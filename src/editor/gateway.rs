// ==========================================
// 间接成本配置系统 - 编辑器网关
// ==========================================
// 职责: 定义编辑器访问 API 层的 trait (依赖倒置)
// 实现者: LocalGateway (进程内 PlantApi / OperationApi)
//         测试中的记录型 mock
// ==========================================

use std::sync::Arc;

use async_trait::async_trait;
use tracing::debug;

use crate::api::dto::{
    CreateOperationInput, OperationDto, PlantDto, RemovedDto, UpdateOperationInput,
};
use crate::api::{OperationApi, PlantApi};
use crate::editor::error::GatewayResult;

// ==========================================
// CostGateway Trait
// ==========================================
#[async_trait]
pub trait CostGateway: Send + Sync {
    /// 查询全部工厂
    async fn list_plants(&self) -> GatewayResult<Vec<PlantDto>>;

    /// 查询某工厂的工序（含成本）
    async fn operations_by_plant(&self, plant_id: &str) -> GatewayResult<Vec<OperationDto>>;

    async fn create_operation(&self, input: CreateOperationInput) -> GatewayResult<OperationDto>;

    /// 更新工序；costs 逐条 upsert
    async fn update_operation(&self, input: UpdateOperationInput) -> GatewayResult<OperationDto>;

    async fn remove_operation(&self, operation_id: &str) -> GatewayResult<RemovedDto>;
}

// ==========================================
// LocalGateway - 进程内实现
// ==========================================
pub struct LocalGateway {
    plant_api: Arc<PlantApi>,
    operation_api: Arc<OperationApi>,
}

impl LocalGateway {
    pub fn new(plant_api: Arc<PlantApi>, operation_api: Arc<OperationApi>) -> Self {
        Self {
            plant_api,
            operation_api,
        }
    }
}

#[async_trait]
impl CostGateway for LocalGateway {
    async fn list_plants(&self) -> GatewayResult<Vec<PlantDto>> {
        Ok(self.plant_api.list_plants()?)
    }

    async fn operations_by_plant(&self, plant_id: &str) -> GatewayResult<Vec<OperationDto>> {
        Ok(self.operation_api.operations_by_plant(plant_id)?)
    }

    async fn create_operation(&self, input: CreateOperationInput) -> GatewayResult<OperationDto> {
        debug!(name = %input.name, plant_id = %input.plant_id, "createOperation");
        Ok(self.operation_api.create_operation(input)?)
    }

    async fn update_operation(&self, input: UpdateOperationInput) -> GatewayResult<OperationDto> {
        debug!(operation_id = %input.id, "updateOperation");
        Ok(self.operation_api.update_operation(input)?)
    }

    async fn remove_operation(&self, operation_id: &str) -> GatewayResult<RemovedDto> {
        debug!(operation_id, "removeOperation");
        Ok(self.operation_api.remove_operation(operation_id)?)
    }
}
// ==========================================
// 间接成本配置系统 - 工厂领域模型
// ==========================================
// 对齐: plant 表
// ==========================================

use chrono::NaiveDateTime;
use serde::{Deserialize, Serialize};

// ==========================================
// Plant - 工厂 / 厂区
// ==========================================
// 通过外键拥有 0..n 个工序 (Operation)
#[derive(Debug, Clone, PartialEq, Serialize, Deserialize)]
pub struct Plant {
    pub plant_id: String,            // 工厂ID (UUID)
    pub name: String,                // 名称
    pub code: String,                // 简码 (如 PLN)
    pub description: Option<String>, // 描述
    pub created_at: NaiveDateTime,   // 创建时间
    pub updated_at: NaiveDateTime,   // 更新时间
}

impl Plant {
    /// 创建新的工厂实体（自动生成 UUID 和时间戳）
    pub fn new(name: String, code: String, description: Option<String>) -> Self {
        let now = chrono::Local::now().naive_local();
        Self {
            plant_id: uuid::Uuid::new_v4().to_string(),
            name,
            code,
            description,
            created_at: now,
            updated_at: now,
        }
    }
}
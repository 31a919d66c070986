// ==========================================
// 间接成本配置系统 - 应用状态
// ==========================================
// 职责: 打开共享连接，组装 Repository / API / 网关
// ==========================================

use std::sync::{Arc, Mutex};

use crate::api::{InputValidator, OperationApi, PlantApi};
use crate::config::{ConfigManager, ValidationLimits};
use crate::db::{ensure_schema_version, open_sqlite_connection, SchemaStatus};
use crate::editor::{CostEditor, LocalGateway};
use crate::repository::{IndirectCostRepository, OperationRepository, PlantRepository};

/// 应用状态
///
/// 包含所有API实例和共享资源
pub struct AppState {
    /// 数据库路径
    pub db_path: String,

    /// 工厂API
    pub plant_api: Arc<PlantApi>,

    /// 工序API
    pub operation_api: Arc<OperationApi>,

    /// 配置管理器
    pub config_manager: Arc<ConfigManager>,

    /// 启动时读取的校验上下限
    pub limits: ValidationLimits,
}

impl AppState {
    /// 创建新的AppState实例
    ///
    /// # 参数
    /// - db_path: 数据库文件路径（":memory:" 可用于测试）
    ///
    /// # 返回
    /// - Ok(AppState): 应用状态实例
    /// - Err(String): 初始化错误
    ///
    /// # 说明
    /// 按外键依赖顺序建表: plant → operation → indirect_cost
    pub fn new(db_path: String) -> Result<Self, String> {
        tracing::info!("初始化AppState，数据库路径: {}", db_path);

        // 创建数据库连接（共享连接）
        let conn = open_sqlite_connection(&db_path)
            .map_err(|e| format!("无法打开数据库: {}", e))?;
        match ensure_schema_version(&conn) {
            Ok(SchemaStatus::Current) => {}
            Ok(SchemaStatus::Newer(version)) => {
                tracing::warn!(version, "数据库由更新版本的程序创建，继续启动")
            }
            Err(e) => tracing::warn!("schema_version 写入失败(将继续启动): {}", e),
        }
        let conn = Arc::new(Mutex::new(conn));

        // ==========================================
        // 初始化Repository层
        // ==========================================
        let plant_repo = Arc::new(
            PlantRepository::new(conn.clone())
                .map_err(|e| format!("无法创建PlantRepository: {}", e))?,
        );
        let operation_repo = Arc::new(
            OperationRepository::new(conn.clone())
                .map_err(|e| format!("无法创建OperationRepository: {}", e))?,
        );
        IndirectCostRepository::new(conn.clone())
            .map_err(|e| format!("无法创建IndirectCostRepository: {}", e))?;

        // 配置管理器
        let config_manager = Arc::new(
            ConfigManager::from_connection(conn)
                .map_err(|e| format!("无法创建ConfigManager: {}", e))?,
        );
        let limits = config_manager
            .get_validation_limits()
            .map_err(|e| format!("无法读取校验配置: {}", e))?;
        let validator = InputValidator::new(limits);

        // ==========================================
        // 初始化API层
        // ==========================================
        let plant_api = Arc::new(PlantApi::new(
            plant_repo.clone(),
            operation_repo.clone(),
            validator,
        ));
        let operation_api = Arc::new(OperationApi::new(operation_repo, plant_repo, validator));

        tracing::info!("AppState初始化完成");

        Ok(Self {
            db_path,
            plant_api,
            operation_api,
            config_manager,
            limits,
        })
    }

    /// 进程内网关
    pub fn gateway(&self) -> Arc<LocalGateway> {
        Arc::new(LocalGateway::new(
            self.plant_api.clone(),
            self.operation_api.clone(),
        ))
    }

    /// 基于进程内网关创建编辑器
    pub fn editor(&self) -> CostEditor {
        CostEditor::new(self.gateway())
    }
}

/// 默认数据库路径
///
/// 优先级: INDIRECT_COSTS_DB 环境变量 → 用户数据目录 → 当前目录
pub fn get_default_db_path() -> String {
    use std::path::PathBuf;

    // 允许通过环境变量显式指定 DB 路径（便于调试/测试/CI）
    if let Ok(path) = std::env::var("INDIRECT_COSTS_DB") {
        let trimmed = path.trim();
        if !trimmed.is_empty() {
            return trimmed.to_string();
        }
    }

    let mut path = PathBuf::from("./indirect_costs.db");

    if let Some(data_dir) = dirs::data_dir() {
        let dir = data_dir.join("indirect-costs");
        // 目录创建失败时退回当前目录
        if std::fs::create_dir_all(&dir).is_ok() {
            path = dir.join("indirect_costs.db");
        }
    }

    path.to_string_lossy().to_string()
}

PROBLEM DETAILS. With "impl" as the search string, filter the records and return each line that has it.

OUTPUT OF THE TASK.
impl LocalGateway {
impl CostGateway for LocalGateway {
impl Plant {
impl AppState {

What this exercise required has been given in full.